Point de vue
Durant des décennies, le monde politique et les planificateurs ont transformé nos villes pour faire place à la voiture. Depuis lors, ces boîtes de tôle encombrent le chemin des gens. Les enfants, les personnes âgées ou à mobilité réduite et les personnes qui effectuent un travail de soin non rémunéré sont particulièrement touché·es. Il est grand temps que cela change !
Dans l’espace public, ce rapport de force s’exprime par la domination de la voiture. Bien que la plupart des habitant·es des villes suisses ne possèdent pas de voiture, le trafic automobile occupe généralement plus de 60 % de l’espace public. En peu de temps, entre 1950 et 1970, les villes ont été transformées pour être « adaptées à la voiture ». Depuis, les enfants ne peuvent plus jouer dans la rue devant chez eux et le chemin de l’école est parsemé de dangers. Les personnes à mobilité réduite doivent parfois faire force détours pour traverser les rues aux rares abaissements de trottoir. Les phases de vert aux feux piétons sont généralement si courtes que la traversée de la route devient un stress pour les personnes âgées.
Outre les restrictions imposées aux personnes directement concernées, la ville adaptée à la voiture entraîne un surcroît de travail important pour les personnes qui s’occupent d’enfants, de personnes âgées ou à mobilité réduite ; parce qu’il faut par exemple accompagner les enfants jusqu’à l’aire de jeux ou que l’excursion avec les personnes âgées les conduit à parcourir de longues distances pour pouvoir trouver un endroit agréable. Ce sont majoritairement des femmes qui fournissent ce surcroît de travail, et elles le font presque toujours sans être rémunérées.
Quelle est la solution ? « La mobilité doit être sûre, abordable, accessible et respectueuse de l’environnement, indépendamment du sexe, du revenu ou de la couleur de peau », résume Janna Aljets dans le magazine Luxemburg, en citant les cri tères centraux d’une mobilité d’avenir féministe. En outre, les chemins et les espaces nécessaires au travail de « care » (éducation, soins, etc.) devraient être priorisés. L’accent est donc mis sur les moyens de transport collectifs, les déplacements à pied et à vélo et la création d’espaces publics de rencontre agréables à vivre. Des attentes que le trafic automobile ne peut que mal combler.

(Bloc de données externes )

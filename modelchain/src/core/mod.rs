//! Core domain model types for modelchain.
//!
//! This module contains the fundamental types used throughout the engine:
//! - Stage roles and static stage definitions
//! - The chain state machine
//! - Progress events and stage/chain results

mod event;
mod result;
mod stage;
mod status;

pub use event::{ChainEvent, StageSummary};
pub use result::{ChainResult, StageResult};
pub use stage::{GenerationParams, StageDefinition, StageRole};
pub use status::ChainState;
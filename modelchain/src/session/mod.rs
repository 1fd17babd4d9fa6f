//! Chain sessions and the cancellation registry.
//!
//! A running chain is split in two halves:
//! - [`SessionHandle`]: the shared, registry-visible half (id, topic,
//!   cancellation token, coarse state)
//! - [`ChainSession`]: the orchestrator-owned half holding stage outputs
//!
//! A cancel request can only reach the handle, so it can never touch
//! stage outputs.

mod chain_session;
mod handle;
mod registry;

pub use chain_session::ChainSession;
pub use handle::{SessionHandle, SessionSummary};
pub use registry::CancellationRegistry;
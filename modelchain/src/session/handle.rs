//! The shared half of a chain session.

use crate::cancellation::CancellationToken;
use crate::core::ChainState;
use crate::utils::iso_timestamp;
use chrono::{DateTime, Utc};
use parking_lot::RwLock;
use serde::{Deserialize, Serialize};
use tracing::info;

/// Registry-visible view of one in-flight chain.
#[derive(Debug)]
pub struct SessionHandle {
    id: String,
    topic: String,
    created_at: DateTime<Utc>,
    token: CancellationToken,
    state: RwLock<ChainState>,
}

impl SessionHandle {
    /// Creates a handle for a freshly accepted chain.
    #[must_use]
    pub fn new(id: impl Into<String>, topic: impl Into<String>) -> Self {
        let id = id.into();
        let token = CancellationToken::new();
        let log_id = id.clone();
        token.on_cancel(move || {
            info!(session_id = %log_id, "Chain cancellation requested");
        });

        Self {
            id,
            topic: topic.into(),
            created_at: Utc::now(),
            token,
            state: RwLock::new(ChainState::Idle),
        }
    }

    /// Returns the session id.
    #[must_use]
    pub fn id(&self) -> &str {
        &self.id
    }

    /// Returns the topic.
    #[must_use]
    pub fn topic(&self) -> &str {
        &self.topic
    }

    /// Returns when the session was accepted.
    #[must_use]
    pub fn created_at(&self) -> DateTime<Utc> {
        self.created_at
    }

    /// Returns the session's cancellation token.
    #[must_use]
    pub fn token(&self) -> &CancellationToken {
        &self.token
    }

    /// Returns the last state published by the orchestrator.
    #[must_use]
    pub fn state(&self) -> ChainState {
        *self.state.read()
    }

    /// Returns true once cancellation has been requested.
    #[must_use]
    pub fn is_cancelled(&self) -> bool {
        self.token.is_cancelled()
    }

    /// Requests cancellation; returns false if already cancelled.
    pub fn cancel(&self, reason: impl Into<String>) -> bool {
        self.token.cancel(reason)
    }

    pub(crate) fn publish_state(&self, state: ChainState) {
        *self.state.write() = state;
    }

    /// Returns a serialisable snapshot of this session.
    #[must_use]
    pub fn summary(&self) -> SessionSummary {
        SessionSummary {
            session_id: self.id.clone(),
            topic: self.topic.clone(),
            state: self.state(),
            cancelled: self.is_cancelled(),
            created_at: iso_timestamp(self.created_at),
        }
    }
}

/// Snapshot of an active session, as listed to clients.
#[derive(Debug, Clone, PartialEq, Eq, Serialize, Deserialize)]
#[serde(rename_all = "camelCase")]
pub struct SessionSummary {
    /// The session id.
    pub session_id: String,
    /// The topic.
    pub topic: String,
    /// The current state.
    pub state: ChainState,
    /// Whether cancellation was requested.
    pub cancelled: bool,
    /// When the session was accepted (ISO 8601).
    pub created_at: String,
}

#[cfg(test)]
mod tests {
    use super::*;
    use crate::core::StageRole;

    #[test]
    fn test_new_handle_is_idle() {
        let handle = SessionHandle::new("s-1", "tides");
        assert_eq!(handle.id(), "s-1");
        assert_eq!(handle.topic(), "tides");
        assert_eq!(handle.state(), ChainState::Idle);
        assert!(!handle.is_cancelled());
    }

    #[test]
    fn test_cancel_once() {
        let handle = SessionHandle::new("s-1", "tides");
        assert!(handle.cancel("client"));
        assert!(!handle.cancel("client again"));
        assert_eq!(handle.token().reason(), Some("client".to_string()));
    }

    #[test]
    fn test_summary_reflects_state() {
        let handle = SessionHandle::new("s-1", "tides");
        handle.publish_state(ChainState::Stage(StageRole::Outline));
        handle.cancel("client");

        let summary = handle.summary();
        assert_eq!(summary.session_id, "s-1");
        assert_eq!(summary.state, ChainState::Stage(StageRole::Outline));
        assert!(summary.cancelled);
    }
}
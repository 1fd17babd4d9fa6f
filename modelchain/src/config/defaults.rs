//! Built-in stage definitions.

use crate::core::{GenerationParams, StageDefinition, StageRole};

const IDEAS_SYSTEM: &str =
    "You generate brief, topical article ideas. Be creative and diverse in your suggestions.";

const RESEARCHER_SYSTEM: &str = "You are a structured researcher creating outlines with clear \
thesis, supporting arguments, and evidence.";

const DRAFT_SYSTEM: &str = "You rewrite text for tone, persuasion, and human readability. Focus \
on creating a coherent flow between paragraphs.";

const FINAL_SYSTEM: &str = "You are a seasoned editorial writer producing fully polished \
articles. Your articles must be concise (maximum 750 words), persuasive, and have excellent \
structure with a clear thesis, supporting arguments, and memorable conclusion.";

const IDEAS_TEMPLATE: &str = "List 5 angles for an article on: {topic}";

const OUTLINE_TEMPLATE: &str = "Pick one of the following ideas and create a structured outline \
with key arguments and examples:\n{previous}";

const DRAFT_TEMPLATE: &str = "Transform this outline into a persuasive op-ed with emotional \
clarity and logical flow:\n{previous}";

const FINAL_TEMPLATE: &str = "You are a seasoned editorial writer.

Write an engaging op-ed based on the draft below. Improve clarity, structure, and tone. The final \
piece must:
- Be **no more than 750 words**
- Have a clear thesis and three supporting arguments
- End with a memorable conclusion
- Use persuasive language throughout
- Use proper markdown formatting with headings, emphasis, and well-structured paragraphs

Rewrite the following:

{previous}";

const QUALITY_TEMPLATE: &str = "You are a quality assurance editor. Evaluate the following \
article on \"{topic}\" for:
1. Clarity and coherence
2. Structure and organization
3. Persuasiveness
4. Grammar and style

Provide a brief (2-3 sentence) assessment of the article's strengths and any areas for \
improvement.

Article:
{previous}";

/// Returns the default ideas, outline, draft, final and quality stages.
#[must_use]
pub fn default_stages() -> Vec<StageDefinition> {
    vec![
        StageDefinition::new(StageRole::Ideas, "gemma:2b", IDEAS_SYSTEM, IDEAS_TEMPLATE)
            .with_params(GenerationParams::new(0.6, 256)),
        StageDefinition::new(
            StageRole::Outline,
            "mistral:latest",
            RESEARCHER_SYSTEM,
            OUTLINE_TEMPLATE,
        )
        .with_params(GenerationParams::new(0.7, 512)),
        StageDefinition::new(StageRole::Draft, "zephyr-7b:latest", DRAFT_SYSTEM, DRAFT_TEMPLATE)
            .with_params(GenerationParams::new(0.75, 768)),
        StageDefinition::new(StageRole::Final, "llama3:latest", FINAL_SYSTEM, FINAL_TEMPLATE)
            .with_params(GenerationParams::new(0.7, 1536)),
        StageDefinition::new(
            StageRole::Quality,
            "mistral:latest",
            RESEARCHER_SYSTEM,
            QUALITY_TEMPLATE,
        )
        .with_params(GenerationParams::new(0.7, 512)),
    ]
}
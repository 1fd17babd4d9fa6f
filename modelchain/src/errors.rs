//! Error types for the modelchain engine.
//!
//! Errors are layered the same way the call graph is: the HTTP client
//! produces [`BackendError`], the invoker folds those into the four
//! outcomes a stage can observe ([`InvokeError`]), and the orchestrator
//! reports [`ChainError`] to its caller.

use crate::core::StageRole;
use serde::{Deserialize, Serialize};
use std::collections::HashMap;
use std::path::PathBuf;
use thiserror::Error;

/// Failures raised by an inference backend client.
#[derive(Debug, Clone, Error)]
pub enum BackendError {
    /// The backend could not be reached.
    #[error("backend unreachable: {0}")]
    Unavailable(String),

    /// The request exceeded its deadline.
    #[error("backend request timed out")]
    Timeout,

    /// The backend answered with a non-success HTTP status.
    #[error("backend returned HTTP {status}: {message}")]
    Status {
        /// The HTTP status code.
        status: u16,
        /// The response body or reason phrase.
        message: String,
    },

    /// The backend answered with an explicit error payload.
    #[error("backend error: {0}")]
    Remote(String),

    /// The payload could not be decoded.
    #[error("malformed backend payload: {0}")]
    Malformed(String),

    /// The payload decoded but carried no content.
    #[error("backend returned an empty response")]
    Empty,
}

impl From<reqwest::Error> for BackendError {
    fn from(err: reqwest::Error) -> Self {
        if err.is_timeout() {
            Self::Timeout
        } else if err.is_decode() {
            Self::Malformed(err.to_string())
        } else if let Some(status) = err.status() {
            Self::Status {
                status: status.as_u16(),
                message: err.to_string(),
            }
        } else {
            Self::Unavailable(err.to_string())
        }
    }
}

/// The outcome of a single failed model invocation.
#[derive(Debug, Clone, Error)]
pub enum InvokeError {
    /// The caller cancelled the invocation. Not a failure.
    #[error("invocation cancelled")]
    Cancelled,

    /// The backend was unreachable or rejected the request.
    #[error("backend unavailable: {0}")]
    BackendUnavailable(String),

    /// The backend did not answer within the deadline.
    #[error("backend timed out after {seconds}s")]
    Timeout {
        /// The deadline that elapsed, in seconds.
        seconds: f64,
    },

    /// The backend answered without usable content.
    #[error("empty response: {0}")]
    EmptyResponse(String),
}

impl InvokeError {
    /// Returns true if this outcome is a cancellation rather than a failure.
    #[must_use]
    pub fn is_cancellation(&self) -> bool {
        matches!(self, Self::Cancelled)
    }

    /// Returns the stable error kind used in logs and payloads.
    #[must_use]
    pub fn kind(&self) -> &'static str {
        match self {
            Self::Cancelled => "Cancelled",
            Self::BackendUnavailable(_) => "BackendUnavailable",
            Self::Timeout { .. } => "Timeout",
            Self::EmptyResponse(_) => "EmptyResponse",
        }
    }
}

impl From<BackendError> for InvokeError {
    fn from(err: BackendError) -> Self {
        match err {
            BackendError::Unavailable(_) | BackendError::Status { .. } | BackendError::Remote(_) => {
                Self::BackendUnavailable(err.to_string())
            }
            // A client-level timeout carries no deadline; the invoker reports its own.
            BackendError::Timeout => Self::Timeout { seconds: 0.0 },
            BackendError::Malformed(_) | BackendError::Empty => {
                Self::EmptyResponse(err.to_string())
            }
        }
    }
}

/// The main error type for chain operations.
#[derive(Debug, Error)]
pub enum ChainError {
    /// The topic was rejected before any work started.
    #[error("Invalid input: {0}")]
    InvalidInput(String),

    /// A mandatory stage failed and the chain was aborted.
    #[error("{stage} stage failed: {source}")]
    Stage {
        /// The stage that failed.
        stage: StageRole,
        /// The invocation failure.
        #[source]
        source: InvokeError,
    },

    /// The chain was cancelled by its caller.
    #[error("Chain cancelled")]
    Cancelled,

    /// The chain configuration is unusable.
    #[error("{0}")]
    Config(#[from] ConfigError),

    /// An unexpected failure inside the orchestrator.
    #[error("Internal error: {0}")]
    Internal(String),
}

impl ChainError {
    /// Builds a chain error from a stage invocation failure.
    ///
    /// Cancellation is folded into [`ChainError::Cancelled`] so callers never
    /// see it as a stage failure.
    #[must_use]
    pub fn from_invoke(stage: StageRole, err: InvokeError) -> Self {
        if err.is_cancellation() {
            Self::Cancelled
        } else {
            Self::Stage { stage, source: err }
        }
    }

    /// Returns true if the chain ended because it was cancelled.
    #[must_use]
    pub fn is_cancellation(&self) -> bool {
        matches!(self, Self::Cancelled)
    }

    /// Returns the stage a failure belongs to, if any.
    #[must_use]
    pub fn stage(&self) -> Option<StageRole> {
        match self {
            Self::Stage { stage, .. } => Some(*stage),
            _ => None,
        }
    }

    /// Converts to a dictionary representation suitable for JSON payloads.
    #[must_use]
    pub fn to_dict(&self) -> HashMap<String, serde_json::Value> {
        let mut map = HashMap::new();
        let kind = match self {
            Self::InvalidInput(_) => "InvalidInput",
            Self::Stage { source, .. } => source.kind(),
            Self::Cancelled => "Cancelled",
            Self::Config(_) => "Config",
            Self::Internal(_) => "Internal",
        };
        map.insert("type".to_string(), serde_json::json!(kind));
        map.insert("message".to_string(), serde_json::json!(self.to_string()));
        if let Some(stage) = self.stage() {
            map.insert("stage".to_string(), serde_json::json!(stage));
        }
        map
    }
}

/// Errors raised while loading or validating chain configuration.
#[derive(Debug, Error)]
pub enum ConfigError {
    /// The configuration file could not be read.
    #[error("failed to read config {path}: {source}")]
    Io {
        /// The file path.
        path: PathBuf,
        /// The underlying IO error.
        #[source]
        source: std::io::Error,
    },

    /// The configuration file is not valid TOML for this schema.
    #[error("invalid config: {0}")]
    Parse(#[from] toml::de::Error),

    /// The stage list does not describe the fixed chain topology.
    #[error("{0}")]
    Topology(#[from] TopologyError),

    /// A cleanup or formatting pattern failed to compile.
    #[error("invalid pattern '{pattern}': {source}")]
    Pattern {
        /// The offending pattern.
        pattern: String,
        /// The regex compile error.
        #[source]
        source: regex::Error,
    },

    /// The HTTP client could not be built.
    #[error("failed to build HTTP client: {0}")]
    Client(String),
}

/// Error raised when configured stages do not form the fixed chain.
#[derive(Debug, Clone, Error, Serialize, Deserialize)]
#[error("{message}")]
pub struct TopologyError {
    /// The error message.
    pub message: String,
    /// The stage roles involved.
    pub stages: Vec<StageRole>,
}

impl TopologyError {
    /// Creates a new topology error.
    #[must_use]
    pub fn new(message: impl Into<String>) -> Self {
        Self {
            message: message.into(),
            stages: Vec::new(),
        }
    }

    /// Sets the stages involved.
    #[must_use]
    pub fn with_stages(mut self, stages: Vec<StageRole>) -> Self {
        self.stages = stages;
        self
    }
}
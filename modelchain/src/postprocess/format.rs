//! Stage-specific markdown structuring.

use crate::core::StageRole;
use crate::errors::ConfigError;
use regex::{Captures, Regex};

fn compile(pattern: &str) -> Result<Regex, ConfigError> {
    Regex::new(pattern).map_err(|source| ConfigError::Pattern {
        pattern: pattern.to_string(),
        source,
    })
}

/// Applies light, idempotent markdown structure per stage role.
#[derive(Debug, Clone)]
pub struct StageFormatter {
    line_breaks: Regex,
    idea_number: Regex,
    roman_heading: Regex,
    letter_heading: Regex,
    numbered_point: Regex,
    excess_newlines: Regex,
    emphasis: Regex,
    heading_spacing: Regex,
    section_heading: Regex,
}

impl StageFormatter {
    /// Compiles the formatter's patterns.
    ///
    /// # Errors
    ///
    /// Returns [`ConfigError::Pattern`] if a pattern fails to compile.
    pub fn new() -> Result<Self, ConfigError> {
        Ok(Self {
            line_breaks: compile(r"\n+")?,
            idea_number: compile(r"^\d+\.\s*")?,
            roman_heading: compile(r"^[IVX]+\.\s")?,
            letter_heading: compile(r"^[A-Z]\.\s")?,
            numbered_point: compile(r"^\d+\.\s")?,
            excess_newlines: compile(r"\n{3,}")?,
            emphasis: compile(
                r"(?i)(\*\*)?\b(important|key|critical|essential|significant)\b(\*\*)?",
            )?,
            heading_spacing: compile(r"(?m)^(#+)[ \t]*([^#\s][^\n]*)")?,
            section_heading: compile(r"\n(#+[ \t][^\n]+)\n")?,
        })
    }

    /// Formats `text` for presentation as the output of `role`.
    #[must_use]
    pub fn format(&self, text: &str, role: StageRole) -> String {
        let text = text.trim();
        match role {
            StageRole::Ideas => self.format_ideas(text),
            StageRole::Outline => self.format_outline(text),
            StageRole::Draft => self.format_draft(text),
            StageRole::Final => self.format_final(text),
            StageRole::Quality => text.to_string(),
        }
    }

    /// Numbers each idea in bold unless the model already used bold.
    fn format_ideas(&self, text: &str) -> String {
        if text.contains("**") {
            return text.to_string();
        }
        let ideas: Vec<String> = self
            .line_breaks
            .split(text)
            .map(|line| self.idea_number.replace(line.trim(), "").into_owned())
            .filter(|idea| !idea.is_empty())
            .enumerate()
            .map(|(i, idea)| format!("**{}.** {idea}", i + 1))
            .collect();
        if ideas.is_empty() {
            return text.to_string();
        }
        ideas.join("\n\n")
    }

    /// Promotes outline markers to headings unless headings already exist.
    fn format_outline(&self, text: &str) -> String {
        if text.contains("##") {
            return text.to_string();
        }
        self.line_breaks
            .split(text)
            .map(|line| {
                if self.roman_heading.is_match(line) {
                    format!("## {line}")
                } else if self.letter_heading.is_match(line) {
                    format!("### {line}")
                } else if self.numbered_point.is_match(line) {
                    format!("- {line}")
                } else {
                    line.to_string()
                }
            })
            .collect::<Vec<_>>()
            .join("\n\n")
    }

    fn format_draft(&self, text: &str) -> String {
        let spaced = self.excess_newlines.replace_all(text, "\n\n");
        self.emphasis
            .replace_all(&spaced, |caps: &Captures<'_>| {
                // Leave words that already touch bold markers alone.
                if caps.get(1).is_some() || caps.get(3).is_some() {
                    caps[0].to_string()
                } else {
                    format!("**{}**", &caps[2])
                }
            })
            .into_owned()
    }

    fn format_final(&self, text: &str) -> String {
        let mut out = self
            .heading_spacing
            .replace_all(text, "${1} ${2}")
            .into_owned();
        if !out.contains("---") {
            out = self
                .section_heading
                .replace_all(&out, "\n\n---\n\n${1}\n\n")
                .into_owned();
        }
        self.excess_newlines.replace_all(&out, "\n\n").into_owned()
    }
}
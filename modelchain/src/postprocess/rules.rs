//! Declarative cleanup rules for raw model output.

use crate::errors::ConfigError;
use regex::Regex;

/// One pattern removal applied by [`clean`](super::ResponsePostProcessor::clean).
#[derive(Debug, Clone)]
pub struct CleanupRule {
    name: String,
    pattern: Regex,
    replacement: String,
}

impl CleanupRule {
    /// Compiles a rule.
    ///
    /// # Errors
    ///
    /// Returns [`ConfigError::Pattern`] if the pattern is not a valid regex.
    pub fn new(
        name: impl Into<String>,
        pattern: &str,
        replacement: impl Into<String>,
    ) -> Result<Self, ConfigError> {
        let compiled = Regex::new(pattern).map_err(|source| ConfigError::Pattern {
            pattern: pattern.to_string(),
            source,
        })?;
        Ok(Self {
            name: name.into(),
            pattern: compiled,
            replacement: replacement.into(),
        })
    }

    /// Returns the rule name.
    #[must_use]
    pub fn name(&self) -> &str {
        &self.name
    }

    /// Returns the source pattern.
    #[must_use]
    pub fn pattern(&self) -> &str {
        self.pattern.as_str()
    }

    /// Applies the rule to `text`.
    #[must_use]
    pub fn apply(&self, text: &str) -> String {
        self.pattern
            .replace_all(text, self.replacement.as_str())
            .into_owned()
    }
}

/// Built-in rules as `(name, pattern)`; each match is removed.
///
/// Block rules come first so a whole system or instruction turn goes
/// before its stray delimiters are considered.
pub(crate) const BUILTIN_RULES: &[(&str, &str)] = &[
    ("sys_block", r"(?s)<<SYS>>.*?<</SYS>>"),
    ("inst_block", r"(?s)\[INST\].*?\[/INST\]"),
    ("sys_marker", r"<</?SYS>>"),
    ("sentence_marker", r"</?s>"),
    ("assistant_tag", r"(?i)</?assistant>"),
    ("system_tag", r"(?i)</?system>"),
    ("user_tag", r"(?i)</?user>"),
    ("inst_marker", r"\[/?INST\]"),
    ("python_marker", r"\[/?PYTHON\]"),
    ("code_marker", r"\[/?CODE\]"),
    ("html_marker", r"\[/?HTML\]"),
    ("javascript_marker", r"\[/?JAVASCRIPT\]"),
    ("response_marker", r"\[/?RESPONSE\]"),
    ("special_token", r"<\|[^|>]*\|>"),
];

/// Compiles the built-in rules followed by `extra` patterns.
///
/// # Errors
///
/// Returns [`ConfigError::Pattern`] for the first pattern that fails to
/// compile.
pub fn compile_rules(extra: &[String]) -> Result<Vec<CleanupRule>, ConfigError> {
    let builtin = BUILTIN_RULES
        .iter()
        .map(|(name, pattern)| CleanupRule::new(*name, pattern, ""));
    let custom = extra
        .iter()
        .enumerate()
        .map(|(i, pattern)| CleanupRule::new(format!("custom_{i}"), pattern, ""));
    builtin.chain(custom).collect()
}
//! Channel-backed event sink for push transports.

use super::EventSink;
use crate::core::ChainEvent;
use parking_lot::RwLock;
use std::sync::atomic::{AtomicU64, Ordering};
use std::time::Instant;
use tokio::sync::mpsc;
use tracing::{debug, warn};

/// Delivery counters for a [`ChannelEventSink`].
#[derive(Debug, Default)]
pub struct DeliveryMetrics {
    delivered: AtomicU64,
    dropped: AtomicU64,
    last_drop_time: RwLock<Option<Instant>>,
}

impl DeliveryMetrics {
    fn record_delivery(&self) {
        self.delivered.fetch_add(1, Ordering::Relaxed);
    }

    fn record_drop(&self) {
        self.dropped.fetch_add(1, Ordering::Relaxed);
        *self.last_drop_time.write() = Some(Instant::now());
    }

    /// Returns the number of events handed to the receiver.
    #[must_use]
    pub fn delivered(&self) -> u64 {
        self.delivered.load(Ordering::Relaxed)
    }

    /// Returns the number of events dropped because the receiver was gone.
    #[must_use]
    pub fn dropped(&self) -> u64 {
        self.dropped.load(Ordering::Relaxed)
    }

    /// Returns when the last event was dropped.
    #[must_use]
    pub fn last_drop_time(&self) -> Option<Instant> {
        *self.last_drop_time.read()
    }

    /// Converts metrics to a dictionary.
    #[must_use]
    pub fn to_dict(&self) -> serde_json::Value {
        serde_json::json!({
            "delivered": self.delivered(),
            "dropped": self.dropped(),
        })
    }
}

/// Forwards events into an unbounded tokio channel.
///
/// Sending never waits, so a slow consumer cannot stall the chain, and the
/// channel preserves emission order. Once the receiver is dropped, events
/// are counted and discarded.
#[derive(Debug)]
pub struct ChannelEventSink {
    tx: mpsc::UnboundedSender<ChainEvent>,
    metrics: DeliveryMetrics,
}

impl ChannelEventSink {
    /// Creates a sink and the receiver it feeds.
    #[must_use]
    pub fn channel() -> (Self, mpsc::UnboundedReceiver<ChainEvent>) {
        let (tx, rx) = mpsc::unbounded_channel();
        (Self::new(tx), rx)
    }

    /// Wraps an existing sender.
    #[must_use]
    pub fn new(tx: mpsc::UnboundedSender<ChainEvent>) -> Self {
        Self {
            tx,
            metrics: DeliveryMetrics::default(),
        }
    }

    /// Returns the delivery metrics.
    #[must_use]
    pub fn metrics(&self) -> &DeliveryMetrics {
        &self.metrics
    }

    /// Returns true once the receiver has been dropped.
    #[must_use]
    pub fn is_closed(&self) -> bool {
        self.tx.is_closed()
    }
}

impl EventSink for ChannelEventSink {
    fn emit(&self, event: ChainEvent) {
        let name = event.name();
        match self.tx.send(event) {
            Ok(()) => {
                self.metrics.record_delivery();
                debug!(event_type = name, "Event queued");
            }
            Err(_) => {
                self.metrics.record_drop();
                warn!(
                    event_type = name,
                    dropped_total = self.metrics.dropped(),
                    "Event dropped: receiver closed"
                );
            }
        }
    }
}
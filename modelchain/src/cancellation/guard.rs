//! Drop guard for scope-exit cleanup.

/// Guard that runs cleanup when dropped.
///
/// Cleanup also runs when the owning future is dropped mid-await, which is
/// how an abandoned chain releases its registry entry.
pub struct CleanupGuard {
    cleanup: Option<Box<dyn FnOnce() + Send>>,
}

impl CleanupGuard {
    /// Creates a new cleanup guard.
    pub fn new<F>(cleanup: F) -> Self
    where
        F: FnOnce() + Send + 'static,
    {
        Self {
            cleanup: Some(Box::new(cleanup)),
        }
    }

    /// Disarms the guard, preventing cleanup from running.
    pub fn disarm(&mut self) {
        self.cleanup = None;
    }

    /// Returns true while cleanup is still pending.
    #[must_use]
    pub fn is_armed(&self) -> bool {
        self.cleanup.is_some()
    }
}

impl Drop for CleanupGuard {
    fn drop(&mut self) {
        if let Some(cleanup) = self.cleanup.take() {
            cleanup();
        }
    }
}

impl std::fmt::Debug for CleanupGuard {
    fn fmt(&self, f: &mut std::fmt::Formatter<'_>) -> std::fmt::Result {
        f.debug_struct("CleanupGuard")
            .field("armed", &self.is_armed())
            .finish()
    }
}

Il ne s’agit donc pas seulement de multiplier les pistes cyclables, les arrêts de transports publics accessibles et les zones de rencontre végétalisées. Il s’agit de prendre de la place aux automobilistes et de redistribuer l’espace. Il s’agit d’en finir avec la priorité aux voitures qui s’est imposée au fil des décennies et de rejeter ce que de nombreux automobilistes considèrent comme un droit inaliénable : une place de stationnement subventionnée garantie devant leur porte et l’accessibilité de tous les lieux en voiture individuelle. Une ville juste et respectueuse du climat est une ville pauvre en voitures, qui place l’humain au centre.
Pour y parvenir, nous avons besoin de larges alliances et d’une convergence des luttes. La protection du climat, le féminisme et le tournant vers une mobilité d’avenir vont de pair.